Lower and upper MIC90 values were used for the calculation of dosage regimen [39]. MIC90 values of 0.015 and 0.06 µg/ml were used for Gram-negative bacteria (E. coli, Pasteurella spp., Salmonella spp., Klebsiella pneumonia, Proteus mirabilis, Bordetella bronchiseptica, and Haemophilus spp.). However, values for Gram-positive bacteria (Staphylococcus aureus, Staphylococcus intermedius, Staphylococcus spp.) were 0.25 and 0.5 µg/ml [2]. MIC90 values of 0.007 and 1 µg/ml were used for selected veterinary bacterial pathogens [27].

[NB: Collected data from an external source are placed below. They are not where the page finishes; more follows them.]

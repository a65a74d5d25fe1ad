//! Configuration for mapkv
//!
//! Store creation options and network front-end settings, both with
//! builder-style setters and sensible defaults.

use std::path::PathBuf;

use crate::error::{KvError, Result};

/// Options used when opening a store
///
/// `tables` and `buckets` only matter when the store is created; an existing
/// store keeps the layout it was created with. `read_only` applies to every open.
#[derive(Debug, Clone, Copy, PartialEq, Eq)]
pub struct Options {
    /// Number of independent hash tables (fixed for the lifetime of the store)
    pub tables: u64,

    /// Initial bucket count of every table
    pub buckets: u64,

    /// Map read-only and reject every mutating call
    pub read_only: bool,
}

impl Default for Options {
    fn default() -> Self {
        Self {
            tables: 256,
            buckets: 256,
            read_only: false,
        }
    }
}

impl Options {
    /// Create a new options builder
    pub fn builder() -> OptionsBuilder {
        OptionsBuilder::default()
    }

    /// Shorthand for default options opened read-only
    pub fn read_only() -> Self {
        Self {
            read_only: true,
            ..Self::default()
        }
    }

    /// Check the creation parameters
    pub fn validate(&self) -> Result<()> {
        if self.tables == 0 {
            return Err(KvError::Config("table count must be at least 1".to_string()));
        }
        if self.buckets == 0 {
            return Err(KvError::Config("bucket count must be at least 1".to_string()));
        }
        Ok(())
    }
}

/// Builder for Options
#[derive(Default)]
pub struct OptionsBuilder {
    options: Options,
}

impl OptionsBuilder {
    /// Set the number of hash tables
    pub fn tables(mut self, tables: u64) -> Self {
        self.options.tables = tables;
        self
    }

    /// Set the initial bucket count per table
    pub fn buckets(mut self, buckets: u64) -> Self {
        self.options.buckets = buckets;
        self
    }

    /// Open the store read-only
    pub fn read_only(mut self, read_only: bool) -> Self {
        self.options.read_only = read_only;
        self
    }

    pub fn build(self) -> Options {
        self.options
    }
}

/// Configuration for the network front-end
#[derive(Debug, Clone)]
pub struct ServerConfig {
    // -------------------------------------------------------------------------
    // Storage Configuration
    // -------------------------------------------------------------------------
    /// Data file (also holds the index in combined mode)
    pub data_path: PathBuf,

    /// Separate index file; `None` selects combined mode
    pub index_path: Option<PathBuf>,

    /// Creation options for a fresh store
    pub options: Options,

    // -------------------------------------------------------------------------
    // Network Configuration
    // -------------------------------------------------------------------------
    /// TCP listen address
    pub listen_addr: String,

    /// Max concurrent client connections
    pub max_connections: usize,

    /// Connection read timeout (milliseconds, 0 = none)
    pub read_timeout_ms: u64,

    /// Connection write timeout (milliseconds, 0 = none)
    pub write_timeout_ms: u64,

    /// Largest value accepted by `set` (bytes)
    pub max_value_size: usize,
}

impl Default for ServerConfig {
    fn default() -> Self {
        Self {
            data_path: PathBuf::from("./mapkv.db"),
            index_path: None,
            options: Options::default(),
            listen_addr: "0.0.0.0:11211".to_string(),
            max_connections: 1024,
            read_timeout_ms: 0,
            write_timeout_ms: 5000,
            max_value_size: 64 * 1024 * 1024, // 64 MB
        }
    }
}

impl ServerConfig {
    /// Create a new config builder
    pub fn builder() -> ServerConfigBuilder {
        ServerConfigBuilder::default()
    }
}

/// Builder for ServerConfig
#[derive(Default)]
pub struct ServerConfigBuilder {
    config: ServerConfig,
}

impl ServerConfigBuilder {
    /// Set the data file path
    pub fn data_path(mut self, path: impl Into<PathBuf>) -> Self {
        self.config.data_path = path.into();
        self
    }

    /// Set a separate index file path (split mode)
    pub fn index_path(mut self, path: Option<PathBuf>) -> Self {
        self.config.index_path = path;
        self
    }

    /// Set store creation options
    pub fn options(mut self, options: Options) -> Self {
        self.config.options = options;
        self
    }

    /// Set the TCP listen address
    pub fn listen_addr(mut self, addr: impl Into<String>) -> Self {
        self.config.listen_addr = addr.into();
        self
    }

    /// Set the maximum number of concurrent connections
    pub fn max_connections(mut self, count: usize) -> Self {
        self.config.max_connections = count;
        self
    }

    /// Set the read timeout (in milliseconds)
    pub fn read_timeout_ms(mut self, ms: u64) -> Self {
        self.config.read_timeout_ms = ms;
        self
    }

    /// Set the write timeout (in milliseconds)
    pub fn write_timeout_ms(mut self, ms: u64) -> Self {
        self.config.write_timeout_ms = ms;
        self
    }

    /// Set the largest accepted value size (in bytes)
    pub fn max_value_size(mut self, size: usize) -> Self {
        self.config.max_value_size = size;
        self
    }

    pub fn build(self) -> ServerConfig {
        self.config
    }
}

#[cfg(test)]
mod tests {
    use super::*;

    #[test]
    fn test_options_defaults() {
        let options = Options::default();
        assert_eq!(options.tables, 256);
        assert_eq!(options.buckets, 256);
        assert!(!options.read_only);
        assert!(options.validate().is_ok());
    }

    #[test]
    fn test_options_builder_rejects_zero() {
        let options = Options::builder().tables(0).build();
        assert!(matches!(options.validate(), Err(KvError::Config(_))));

        let options = Options::builder().buckets(0).build();
        assert!(matches!(options.validate(), Err(KvError::Config(_))));
    }

    #[test]
    fn test_server_config_builder() {
        let config = ServerConfig::builder()
            .data_path("/tmp/data.db")
            .index_path(Some(PathBuf::from("/tmp/index.db")))
            .listen_addr("127.0.0.1:0")
            .max_value_size(1024)
            .build();

        assert_eq!(config.data_path, PathBuf::from("/tmp/data.db"));
        assert_eq!(config.index_path, Some(PathBuf::from("/tmp/index.db")));
        assert_eq!(config.listen_addr, "127.0.0.1:0");
        assert_eq!(config.max_value_size, 1024);
        assert_eq!(config.max_connections, 1024);
    }
}
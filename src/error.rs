//! Error types for mapkv
//!
//! Provides a unified error type for all operations.

use thiserror::Error;

/// Result type alias using KvError
pub type Result<T> = std::result::Result<T, KvError>;

/// Unified error type for mapkv operations
#[derive(Debug, Error)]
pub enum KvError {
    // -------------------------------------------------------------------------
    // System Errors (open, truncate, mmap, msync)
    // -------------------------------------------------------------------------
    #[error("IO error: {0}")]
    Io(#[from] std::io::Error),

    // -------------------------------------------------------------------------
    // Format Errors
    // -------------------------------------------------------------------------
    #[error("Format error: {0}")]
    Format(String),

    #[error("Record too large: {0} bytes (lengths are stored as u32)")]
    RecordTooLarge(usize),

    #[error("Access out of bounds: offset {offset} + {len} exceeds region of {size} bytes")]
    OutOfBounds { offset: u64, len: u64, size: u64 },

    // -------------------------------------------------------------------------
    // Access Errors
    // -------------------------------------------------------------------------
    #[error("Store is read-only")]
    ReadOnly,

    #[error("Key not found")]
    KeyNotFound,

    // -------------------------------------------------------------------------
    // Serialization Errors
    // -------------------------------------------------------------------------
    #[error("Serialization error: {0}")]
    Serialization(String),

    // -------------------------------------------------------------------------
    // Network Errors
    // -------------------------------------------------------------------------
    #[error("Protocol error: {0}")]
    Protocol(String),

    // -------------------------------------------------------------------------
    // Configuration Errors
    // -------------------------------------------------------------------------
    #[error("Configuration error: {0}")]
    Config(String),
}

impl From<hex::FromHexError> for KvError {
    fn from(err: hex::FromHexError) -> Self {
        KvError::Format(format!("invalid hex: {}", err))
    }
}

impl From<bincode::Error> for KvError {
    fn from(err: bincode::Error) -> Self {
        KvError::Serialization(err.to_string())
    }
}
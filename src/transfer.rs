//! Import / Export
//!
//! A portable dump of the live records: two lines per record, the key and
//! then the value, each as lowercase hex.
//!
//! ```text
//! 6b6579310a      <- key
//! 76616c756531    <- value
//! ```

use std::io::{BufRead, Write};

use crate::engine::Engine;
use crate::error::Result;

/// Write every live record to `writer`; returns the number written
pub fn export<W: Write>(engine: &Engine, mut writer: W) -> Result<u64> {
    let mut count = 0u64;
    for entry in engine.entries() {
        let (key, value) = entry?;
        writeln!(writer, "{}", hex::encode(&key))?;
        writeln!(writer, "{}", hex::encode(&value))?;
        count += 1;
    }
    writer.flush()?;

    tracing::info!(records = count, "Exported store");
    Ok(count)
}

/// Decode one hex line, dropping a trailing odd nibble
fn decode_line(line: &str) -> Result<Vec<u8>> {
    let bytes = line.trim_end_matches(['\r', '\n']).as_bytes();
    Ok(hex::decode(&bytes[..bytes.len() & !1])?)
}

/// Read key/value line pairs from `reader` and store them
///
/// Pairs whose key decodes to nothing are skipped. A key line without a
/// value line stores an empty value, which deletes the key. Returns the
/// number of records stored.
pub fn import<R: BufRead>(engine: &mut Engine, reader: R) -> Result<u64> {
    let mut lines = reader.lines();
    let mut count = 0u64;

    while let Some(key_line) = lines.next() {
        let key = decode_line(&key_line?)?;
        let value = match lines.next() {
            Some(line) => decode_line(&line?)?,
            None => Vec::new(),
        };

        if key.is_empty() {
            continue;
        }
        engine.put(&key, &value)?;
        count += 1;
    }

    tracing::info!(records = count, "Imported records");
    Ok(count)
}

#[cfg(test)]
mod tests {
    use super::*;

    #[test]
    fn test_decode_line_drops_odd_nibble() {
        assert_eq!(decode_line("6162").unwrap(), b"ab");
        assert_eq!(decode_line("61626").unwrap(), b"ab");
        assert_eq!(decode_line("6162\r\n").unwrap(), b"ab");
        assert_eq!(decode_line("").unwrap(), b"");
    }

    #[test]
    fn test_decode_line_rejects_bad_hex() {
        assert!(decode_line("zz").is_err());
    }

    #[test]
    fn test_decode_line_non_ascii_is_error() {
        // 'é' spans bytes 1..3, so the even cut falls inside it
        assert!(decode_line("a\u{e9}").is_err());
        assert!(decode_line("\u{e9}").is_err());
    }
}
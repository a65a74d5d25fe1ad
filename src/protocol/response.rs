//! Response definitions

use bytes::Bytes;

/// A reply line (plus data block for `Value`)
#[derive(Debug, Clone, PartialEq, Eq)]
pub enum Response {
    /// `set` succeeded
    Stored,

    /// The request could not be carried out
    Error,

    /// One hit of a `get`; always followed by `End`
    Value { key: Bytes, data: Bytes },

    /// Terminates a `get` reply
    End,

    /// `delete` removed a live key
    Deleted,

    /// `delete` found nothing to remove
    NotFound,
}
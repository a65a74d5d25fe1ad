//! Mapped File
//!
//! Owns one memory-mapped file and hands out offset-addressed, bounds-checked
//! access to it. All addressing is by file offset; the mapping itself may be
//! replaced by any call that grows the file (`alloc`, `calloc`), so nothing
//! outside this type ever holds a pointer into it.
//!
//! ## Growth
//! `alloc` bumps `data_tail` (stored in the file header). When the request does
//! not fit, the file is truncated up to `(tail + len) * 2` and remapped. The new
//! mapping is created before the old one is dropped, so a failed remap leaves
//! the previous mapping in place.

use std::cmp::Ordering;
use std::fs::{File, OpenOptions};
use std::ops::Range;
use std::path::{Path, PathBuf};

use memmap2::{Mmap, MmapMut, MmapOptions};

use crate::error::{KvError, Result};

use super::layout::{FileHeader, Layout, DATA_TAIL_OFFSET};

/// Access pattern hint passed to the OS
#[derive(Debug, Clone, Copy, PartialEq, Eq)]
pub enum AccessHint {
    Normal,
    Sequential,
    Random,
    WillNeed,
}

/// The live mapping: shared read/write, or private read-only
enum Region {
    ReadOnly(Mmap),
    ReadWrite(MmapMut),
}

impl Region {
    fn bytes(&self) -> &[u8] {
        match self {
            Region::ReadOnly(map) => &map[..],
            Region::ReadWrite(map) => &map[..],
        }
    }
}

/// A memory-mapped file with a bump allocator
pub struct MappedFile {
    /// Path the file was opened from
    path: PathBuf,

    /// Backing descriptor (needed for truncate + remap)
    file: File,

    /// Current mapping, covering the whole file
    region: Region,

    /// Whether the file was empty when opened
    created: bool,
}

impl MappedFile {
    /// Open (or create) the file and map it
    ///
    /// An empty file is first grown to `min_size`; a non-empty file is mapped
    /// as it is. Read-only opens never create the file and map it privately.
    pub fn open(path: &Path, read_only: bool, min_size: u64) -> Result<Self> {
        let file = if read_only {
            OpenOptions::new().read(true).open(path)?
        } else {
            OpenOptions::new()
                .read(true)
                .write(true)
                .create(true)
                .truncate(false)
                .open(path)?
        };

        let len = file.metadata()?.len();
        let created = len == 0;

        if created {
            if read_only {
                return Err(KvError::Format(format!(
                    "{} is empty and cannot be initialized read-only",
                    path.display()
                )));
            }
            file.set_len(min_size)?;
        }

        let region = Self::map(&file, read_only)?;

        Ok(Self {
            path: path.to_path_buf(),
            file,
            region,
            created,
        })
    }

    fn map(file: &File, read_only: bool) -> Result<Region> {
        // Safety: the store assumes exclusive ownership of its files; nothing
        // else in this process truncates them while mapped.
        let region = if read_only {
            Region::ReadOnly(unsafe { MmapOptions::new().map_copy_read_only(file)? })
        } else {
            Region::ReadWrite(unsafe { MmapOptions::new().map_mut(file)? })
        };
        Ok(region)
    }

    // =========================================================================
    // Accessors
    // =========================================================================

    /// Path of the backing file
    pub fn path(&self) -> &Path {
        &self.path
    }

    /// Whether the file was empty (and therefore needs initializing) at open
    pub fn created(&self) -> bool {
        self.created
    }

    pub fn is_read_only(&self) -> bool {
        matches!(self.region, Region::ReadOnly(_))
    }

    /// Size of the current mapping in bytes
    pub fn size(&self) -> u64 {
        self.region.bytes().len() as u64
    }

    /// Size of the backing file as reported by the filesystem
    pub fn file_len(&self) -> Result<u64> {
        Ok(self.file.metadata()?.len())
    }

    /// Decode the file header
    pub fn header(&self) -> Result<FileHeader> {
        self.read_struct(0)
    }

    /// Overwrite the file header
    pub fn set_header(&mut self, header: &FileHeader) -> Result<()> {
        self.write_struct(0, header)
    }

    /// Current bump-allocation cursor
    pub fn data_tail(&self) -> Result<u64> {
        let mut buf = [0u8; 8];
        self.read(DATA_TAIL_OFFSET, &mut buf)?;
        Ok(u64::from_ne_bytes(buf))
    }

    fn set_data_tail(&mut self, tail: u64) -> Result<()> {
        self.write(DATA_TAIL_OFFSET, &tail.to_ne_bytes())
    }

    // =========================================================================
    // Allocation
    // =========================================================================

    /// Reserve `len` bytes at the tail, growing the file when needed
    ///
    /// Offsets returned earlier stay valid; the mapping does not.
    pub fn alloc(&mut self, len: u64) -> Result<u64> {
        if self.is_read_only() {
            return Err(KvError::ReadOnly);
        }

        let tail = self.data_tail()?;
        let end = tail.checked_add(len).ok_or(KvError::OutOfBounds {
            offset: tail,
            len,
            size: self.size(),
        })?;

        if end > self.size() {
            self.grow(end.saturating_mul(2))?;
        }

        self.set_data_tail(end)?;
        Ok(tail)
    }

    /// `alloc` followed by zero-filling the new range
    pub fn calloc(&mut self, len: u64) -> Result<u64> {
        let off = self.alloc(len)?;
        let range = self.range(off, len)?;
        self.bytes_mut()?[range].fill(0);
        Ok(off)
    }

    fn grow(&mut self, new_size: u64) -> Result<()> {
        let old_size = self.size();

        if let Region::ReadWrite(map) = &self.region {
            map.flush()?;
        }
        self.file.set_len(new_size)?;
        let region = Self::map(&self.file, false)?;
        self.region = region;

        tracing::debug!(
            path = %self.path.display(),
            old_size,
            new_size,
            "Grew mapped file"
        );
        Ok(())
    }

    // =========================================================================
    // Bounded Access
    // =========================================================================

    fn range(&self, offset: u64, len: u64) -> Result<Range<usize>> {
        let size = self.size();
        match offset.checked_add(len) {
            Some(end) if end <= size => Ok(offset as usize..end as usize),
            _ => Err(KvError::OutOfBounds { offset, len, size }),
        }
    }

    fn bytes_mut(&mut self) -> Result<&mut [u8]> {
        match &mut self.region {
            Region::ReadWrite(map) => Ok(&mut map[..]),
            Region::ReadOnly(_) => Err(KvError::ReadOnly),
        }
    }

    /// Borrow `len` mapped bytes at `offset`
    ///
    /// The borrow ends before any growth can happen, so it never outlives the
    /// mapping it points into.
    pub fn slice(&self, offset: u64, len: u64) -> Result<&[u8]> {
        let range = self.range(offset, len)?;
        Ok(&self.region.bytes()[range])
    }

    /// Copy `buf.len()` bytes starting at `offset` into `buf`
    pub fn read(&self, offset: u64, buf: &mut [u8]) -> Result<()> {
        buf.copy_from_slice(self.slice(offset, buf.len() as u64)?);
        Ok(())
    }

    /// Copy `data` into the mapping at `offset`
    pub fn write(&mut self, offset: u64, data: &[u8]) -> Result<()> {
        let range = self.range(offset, data.len() as u64)?;
        self.bytes_mut()?[range].copy_from_slice(data);
        Ok(())
    }

    /// Compare mapped bytes at `offset` against `data` without copying
    pub fn compare(&self, offset: u64, data: &[u8]) -> Result<Ordering> {
        Ok(self.slice(offset, data.len() as u64)?.cmp(data))
    }

    /// Decode a fixed-size structure at `offset`
    pub fn read_struct<T: Layout>(&self, offset: u64) -> Result<T> {
        T::decode(self.slice(offset, T::SIZE as u64)?)
    }

    /// Encode a fixed-size structure at `offset`
    pub fn write_struct<T: Layout>(&mut self, offset: u64, value: &T) -> Result<()> {
        let bytes = value.encode()?;
        self.write(offset, &bytes)
    }

    // =========================================================================
    // Durability & Hints
    // =========================================================================

    /// Flush `len` bytes starting at `offset` to the file
    pub fn sync(&self, offset: u64, len: u64) -> Result<()> {
        let range = self.range(offset, len)?;
        match &self.region {
            Region::ReadWrite(map) => Ok(map.flush_range(range.start, range.len())?),
            Region::ReadOnly(_) => Err(KvError::ReadOnly),
        }
    }

    /// Hint the OS about the upcoming access pattern for a range
    ///
    /// Purely advisory; platforms without `madvise` ignore it.
    pub fn advise(&self, offset: u64, len: u64, hint: AccessHint) -> Result<()> {
        let range = self.range(offset, len)?;

        #[cfg(unix)]
        {
            use memmap2::Advice;

            let advice = match hint {
                AccessHint::Normal => Advice::Normal,
                AccessHint::Sequential => Advice::Sequential,
                AccessHint::Random => Advice::Random,
                AccessHint::WillNeed => Advice::WillNeed,
            };
            match &self.region {
                Region::ReadOnly(map) => map.advise_range(advice, range.start, range.len())?,
                Region::ReadWrite(map) => map.advise_range(advice, range.start, range.len())?,
            }
        }

        #[cfg(not(unix))]
        let _ = (range, hint);

        Ok(())
    }

    /// Sync the whole mapping, unmap, and close the descriptor
    pub fn close(self) -> Result<()> {
        if let Region::ReadWrite(map) = &self.region {
            map.flush()?;
        }
        tracing::debug!(path = %self.path.display(), "Closed mapped file");
        Ok(())
    }
}

#[cfg(test)]
mod tests {
    use super::*;
    use crate::storage::layout::FileHeader;
    use tempfile::TempDir;

    fn open_fresh(dir: &TempDir) -> MappedFile {
        let path = dir.path().join("region.db");
        let mut file = MappedFile::open(&path, false, FileHeader::SIZE as u64).unwrap();
        let header = FileHeader {
            data_head: FileHeader::SIZE as u64,
            data_tail: file.size(),
            ..FileHeader::default()
        };
        file.set_header(&header).unwrap();
        file
    }

    #[test]
    fn test_open_creates_min_size() {
        let dir = TempDir::new().unwrap();
        let file = open_fresh(&dir);

        assert!(file.created());
        assert!(!file.is_read_only());
        assert_eq!(file.size(), 40);
        assert_eq!(file.data_tail().unwrap(), 40);
    }

    #[test]
    fn test_alloc_bumps_tail_and_grows() {
        let dir = TempDir::new().unwrap();
        let mut file = open_fresh(&dir);

        let off = file.alloc(10).unwrap();
        assert_eq!(off, 40);
        assert_eq!(file.data_tail().unwrap(), 50);
        assert_eq!(file.size(), 100);

        // Fits in the grown region without remapping
        let off = file.alloc(20).unwrap();
        assert_eq!(off, 50);
        assert_eq!(file.size(), 100);
        assert_eq!(file.file_len().unwrap(), 100);
    }

    #[test]
    fn test_offsets_survive_growth() {
        let dir = TempDir::new().unwrap();
        let mut file = open_fresh(&dir);

        let first = file.alloc(5).unwrap();
        file.write(first, b"hello").unwrap();

        let big = file.alloc(4096).unwrap();
        assert!(file.size() >= big + 4096);

        let mut buf = [0u8; 5];
        file.read(first, &mut buf).unwrap();
        assert_eq!(&buf, b"hello");
    }

    #[test]
    fn test_calloc_zero_fills() {
        let dir = TempDir::new().unwrap();
        let mut file = open_fresh(&dir);

        let off = file.alloc(8).unwrap();
        file.write(off, &[0xff; 8]).unwrap();

        let zeroed = file.calloc(64).unwrap();
        assert!(file.slice(zeroed, 64).unwrap().iter().all(|&b| b == 0));
    }

    #[test]
    fn test_bounds_are_enforced() {
        let dir = TempDir::new().unwrap();
        let mut file = open_fresh(&dir);

        let mut buf = [0u8; 8];
        assert!(matches!(
            file.read(36, &mut buf),
            Err(KvError::OutOfBounds { offset: 36, len: 8, size: 40 })
        ));
        assert!(matches!(
            file.write(u64::MAX, b"x"),
            Err(KvError::OutOfBounds { .. })
        ));
    }

    #[test]
    fn test_compare() {
        let dir = TempDir::new().unwrap();
        let mut file = open_fresh(&dir);

        let off = file.alloc(3).unwrap();
        file.write(off, b"abc").unwrap();

        assert_eq!(file.compare(off, b"abc").unwrap(), Ordering::Equal);
        assert_eq!(file.compare(off, b"abd").unwrap(), Ordering::Less);
        assert_eq!(file.compare(off, b"abb").unwrap(), Ordering::Greater);
    }

    #[test]
    fn test_read_only_rejects_mutation() {
        let dir = TempDir::new().unwrap();
        let path = dir.path().join("region.db");
        {
            let mut file = open_fresh(&dir);
            let off = file.alloc(4).unwrap();
            file.write(off, b"data").unwrap();
            file.close().unwrap();
        }

        let mut file = MappedFile::open(&path, true, 40).unwrap();
        assert!(file.is_read_only());
        assert!(!file.created());
        assert_eq!(file.slice(40, 4).unwrap(), b"data");

        assert!(matches!(file.alloc(1), Err(KvError::ReadOnly)));
        assert!(matches!(file.write(40, b"x"), Err(KvError::ReadOnly)));
        assert!(matches!(file.sync(0, 40), Err(KvError::ReadOnly)));
    }

    #[test]
    fn test_read_only_empty_file_is_format_error() {
        let dir = TempDir::new().unwrap();
        let path = dir.path().join("empty.db");
        std::fs::File::create(&path).unwrap();

        assert!(matches!(
            MappedFile::open(&path, true, 40),
            Err(KvError::Format(_))
        ));
    }

    #[test]
    fn test_read_only_missing_file_is_io_error() {
        let dir = TempDir::new().unwrap();
        let path = dir.path().join("missing.db");

        assert!(matches!(
            MappedFile::open(&path, true, 40),
            Err(KvError::Io(_))
        ));
    }

    #[test]
    fn test_sync_and_advise() {
        let dir = TempDir::new().unwrap();
        let mut file = open_fresh(&dir);
        let off = file.alloc(4096).unwrap();

        file.sync(off, 4096).unwrap();
        file.advise(0, file.size(), AccessHint::WillNeed).unwrap();
        assert!(file.advise(0, file.size() + 1, AccessHint::Random).is_err());
    }
}
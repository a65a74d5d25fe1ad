//! mapkv CLI
//!
//! Command-line access to a store file, without a server.

use std::fs::File;
use std::io::{self, BufReader, BufWriter, Write};
use std::path::PathBuf;

use clap::{Parser, Subcommand};
use mapkv::{transfer, Engine, Options};
use tracing_subscriber::{fmt, EnvFilter};

/// mapkv CLI
#[derive(Parser, Debug)]
#[command(name = "mapkv-cli")]
#[command(about = "CLI for mapkv store files")]
#[command(version)]
struct Args {
    /// Data file (holds the index too unless --index is given)
    data: PathBuf,

    /// Separate index file
    #[arg(short, long, global = true)]
    index: Option<PathBuf>,

    #[command(subcommand)]
    command: Commands,
}

#[derive(Subcommand, Debug)]
enum Commands {
    /// Set a key-value pair
    Put {
        /// The key to set
        key: String,

        /// The value to set
        value: String,
    },

    /// Get a value by key
    Get {
        /// The key to get
        key: String,
    },

    /// Delete a key
    Del {
        /// The key to delete
        key: String,
    },

    /// List live pairs in index order
    Iter {
        /// Start at the bucket of this key
        #[arg(long)]
        from: Option<String>,
    },

    /// Show index occupancy and data size
    Stat,

    /// Dump live pairs as hex lines
    Export {
        /// Output file (stdout if omitted)
        file: Option<PathBuf>,
    },

    /// Load hex line pairs
    Import {
        /// Input file (stdin if omitted)
        file: Option<PathBuf>,
    },

    /// Walk the raw data log in append order
    Scan,
}

impl Commands {
    fn writes(&self) -> bool {
        matches!(
            self,
            Commands::Put { .. } | Commands::Del { .. } | Commands::Import { .. }
        )
    }
}

fn main() {
    let filter = EnvFilter::try_from_default_env().unwrap_or_else(|_| EnvFilter::new("warn"));
    fmt().with_env_filter(filter).with_writer(io::stderr).init();

    let args = Args::parse();
    if let Err(e) = run(args) {
        eprintln!("error: {}", e);
        std::process::exit(1);
    }
}

fn run(args: Args) -> mapkv::Result<()> {
    let options = Options::builder().read_only(!args.command.writes()).build();
    let mut engine = Engine::open(&args.data, args.index.as_deref(), &options)?;

    let stdout = io::stdout();
    let mut out = stdout.lock();

    match args.command {
        Commands::Put { key, value } => {
            engine.put(key.as_bytes(), value.as_bytes())?;
        }
        Commands::Get { key } => match engine.get(key.as_bytes())? {
            Some(value) => {
                out.write_all(&value)?;
                writeln!(out)?;
            }
            None => {
                eprintln!("(not found)");
                std::process::exit(2);
            }
        },
        Commands::Del { key } => {
            engine.del(key.as_bytes())?;
        }
        Commands::Iter { from } => {
            let entries = match from {
                Some(key) => engine.entries_from(key.as_bytes())?,
                None => engine.entries(),
            };
            for entry in entries {
                let (key, value) = entry?;
                writeln!(
                    out,
                    "{}\t{}",
                    String::from_utf8_lossy(&key),
                    String::from_utf8_lossy(&value)
                )?;
            }
        }
        Commands::Stat => {
            let stat = engine.stat()?;
            writeln!(out, "file_size:    {}", stat.file_size)?;
            writeln!(out, "table_max:    {}", stat.table_max)?;
            writeln!(out, "table_min:    {}", stat.table_min)?;
            writeln!(out, "table_total:  {}", stat.table_total)?;
            writeln!(out, "table_size:   {}", stat.table_size)?;
            writeln!(out, "bucket_total: {}", stat.bucket_total)?;
            writeln!(out, "bucket_size:  {}", stat.bucket_size)?;
            writeln!(out, "data_size:    {}", stat.data_size)?;
        }
        Commands::Export { file } => {
            let count = match file {
                Some(path) => transfer::export(&engine, BufWriter::new(File::create(path)?))?,
                None => transfer::export(&engine, &mut out)?,
            };
            eprintln!("exported {} records", count);
        }
        Commands::Import { file } => {
            let count = match file {
                Some(path) => transfer::import(&mut engine, BufReader::new(File::open(path)?))?,
                None => transfer::import(&mut engine, io::stdin().lock())?,
            };
            eprintln!("imported {} records", count);
        }
        Commands::Scan => {
            for entry in engine.scan_log()? {
                let entry = entry?;
                writeln!(
                    out,
                    "{:>10}  {}\t{}",
                    entry.offset,
                    String::from_utf8_lossy(&entry.key),
                    String::from_utf8_lossy(&entry.value)
                )?;
            }
        }
    }

    out.flush()?;
    engine.close()
}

The efficacy predictors, AUC0-24/MIC and C0p/MIC ratios (Table 3) are lower for Gram-negative than Gram-positive bacteria. However, for treatment of gram-positive bacteria with greater MIC, the predicted efficacy is lower. The minimum therapeutic concentration of fluoroquinolones is 0.02-0.5 µg/ml [20]. Here, ciprofloxacin concentration in serum was MIC < 1 µg/ml [28] up to 12 h, a level suitable for Gram-negative bacteria, and levels in urine up to 36 h were sufficient for treating both Gram-negative and Gram-positive microorganisms. Ciprofloxacin also shows post-antibiotic effects (PAE) that persist for 4 to 8 h. We therefore recommend once daily, intravenous ciprofloxacin at 4 mg/kg to maintain effective levels in serum or 36 h intervals for treating urinary tract infections in goats.

In conclusion, ciprofloxacin showed high efficacy predictors against Gram-negative bacteria with PAE. In addition, the high concentration of ciprofloxacin excreted in urine up to 36 h makes it a better therapeutic option for treating systemic infections, especially of Gram-negative bacterial origin, as well as acute urinary tract infections of resistant strains.